• [What you have to do]: Would you show every line from the records that holds "BTreeMap"?
---------- Information given
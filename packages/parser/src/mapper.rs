//! Section mapping: one forward pass over the corpus recording where each
//! section starts and ends.

use std::collections::{BTreeMap, HashMap};

use tracing::{debug, info, warn};

use crate::corpus::PageCorpus;
use crate::header::{Header, HeaderPolicy};
use crate::types::{PagePosition, SectionId, SectionLocation};

/// Sections in discovery order with lookup by identifier.
#[derive(Debug, Clone, Default, PartialEq, Eq)]
pub struct SectionMap {
    locations: Vec<SectionLocation>,
    index: HashMap<SectionId, usize>,
}

impl SectionMap {
    #[must_use]
    pub fn len(&self) -> usize {
        self.locations.len()
    }

    #[must_use]
    pub fn is_empty(&self) -> bool {
        self.locations.is_empty()
    }

    #[must_use]
    pub fn get(&self, section: &SectionId) -> Option<&SectionLocation> {
        self.index.get(section).map(|&i| &self.locations[i])
    }

    #[must_use]
    pub fn contains(&self, section: &SectionId) -> bool {
        self.index.contains_key(section)
    }

    /// Locations in discovery order.
    pub fn iter(&self) -> impl Iterator<Item = &SectionLocation> {
        self.locations.iter()
    }

    /// Sections whose identifier starts with `prefix`, in natural order.
    #[must_use]
    pub fn chapter_sections(&self, prefix: &str) -> Vec<&SectionLocation> {
        let mut sections: Vec<&SectionLocation> = self
            .locations
            .iter()
            .filter(|loc| loc.section.as_str().starts_with(prefix))
            .collect();
        sections.sort_by(|a, b| a.section.cmp(&b.section));
        sections
    }

    /// Locations grouped by two-character chapter, each group in natural order.
    #[must_use]
    pub fn by_chapter(&self) -> BTreeMap<String, Vec<&SectionLocation>> {
        let mut chapters: BTreeMap<String, Vec<&SectionLocation>> = BTreeMap::new();
        for loc in &self.locations {
            chapters
                .entry(loc.section.chapter().to_string())
                .or_default()
                .push(loc);
        }
        for sections in chapters.values_mut() {
            sections.sort_by(|a, b| a.section.cmp(&b.section));
        }
        chapters
    }

    fn insert(&mut self, location: SectionLocation) {
        self.index
            .insert(location.section.clone(), self.locations.len());
        self.locations.push(location);
    }

    fn close(&mut self, section: &SectionId, end: PagePosition) {
        if let Some(&i) = self.index.get(section) {
            let loc = &mut self.locations[i];
            if loc.end.is_none() {
                loc.end = Some(end);
            }
        }
    }
}

/// Scanner state: whether a section is currently open.
#[derive(Debug, Clone, PartialEq, Eq)]
pub enum ScanState {
    Idle,
    Open(SectionId),
}

/// Builds a [`SectionMap`] from header occurrences.
///
/// Headers are fed in corpus order through [`SectionMapper::observe`], which
/// performs the close-previous/open-next transition as one step.
#[derive(Debug)]
pub struct SectionMapper {
    policy: HeaderPolicy,
    state: ScanState,
    sections: SectionMap,
}

impl SectionMapper {
    pub fn new(policy: HeaderPolicy) -> Self {
        Self {
            policy,
            state: ScanState::Idle,
            sections: SectionMap::default(),
        }
    }

    #[must_use]
    pub fn state(&self) -> &ScanState {
        &self.state
    }

    /// Apply one header found at `position`.
    ///
    /// - a header of the open section is ignored
    /// - a first occurrence closes the open section and opens the new one
    /// - a repeat of an earlier section closes the open one and leaves no
    ///   section open; the first occurrence keeps its location
    pub fn observe(&mut self, header: Header, position: PagePosition) {
        if let ScanState::Open(open) = &self.state {
            if open == &header.section {
                return;
            }
            let open = open.clone();
            self.sections.close(&open, position);
            self.state = ScanState::Idle;
        }

        if self.sections.contains(&header.section) {
            debug!(section = %header.section, %position, "ignoring repeated header");
            return;
        }

        info!(section = %header.section, %position, title = %header.title, "found section");
        self.sections.insert(SectionLocation {
            section: header.section.clone(),
            title: header.title,
            start: position,
            end: None,
        });
        self.state = ScanState::Open(header.section);
    }

    /// Finish the scan. A still-open section stays unterminated.
    pub fn finish(self) -> SectionMap {
        self.sections
    }

    /// Scan every document of the corpus with the given policy.
    ///
    /// Documents that cannot be read are logged and skipped.
    pub fn scan_all<C: PageCorpus + ?Sized>(corpus: &C, policy: &HeaderPolicy) -> SectionMap {
        let mut mapper = Self::new(policy.clone());
        let doc_ids = corpus.document_ids();
        info!(documents = doc_ids.len(), "scanning corpus");

        for doc in doc_ids {
            let document = match corpus.load(doc) {
                Ok(document) => document,
                Err(e) => {
                    warn!(doc, error = %e, "skipping unreadable document");
                    continue;
                }
            };

            for (page, content) in document.pages.iter().enumerate() {
                for header in mapper.policy.find_headers(content.text_or_empty()) {
                    mapper.observe(header, PagePosition::new(doc, page));
                }
            }
        }

        mapper.finish()
    }
}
--------------------
• [Exercise output]:
use std::collections::{BTreeMap, HashMap};
    pub fn by_chapter(&self) -> BTreeMap<String, Vec<&SectionLocation>> {
        let mut chapters: BTreeMap<String, Vec<&SectionLocation>> = BTreeMap::new();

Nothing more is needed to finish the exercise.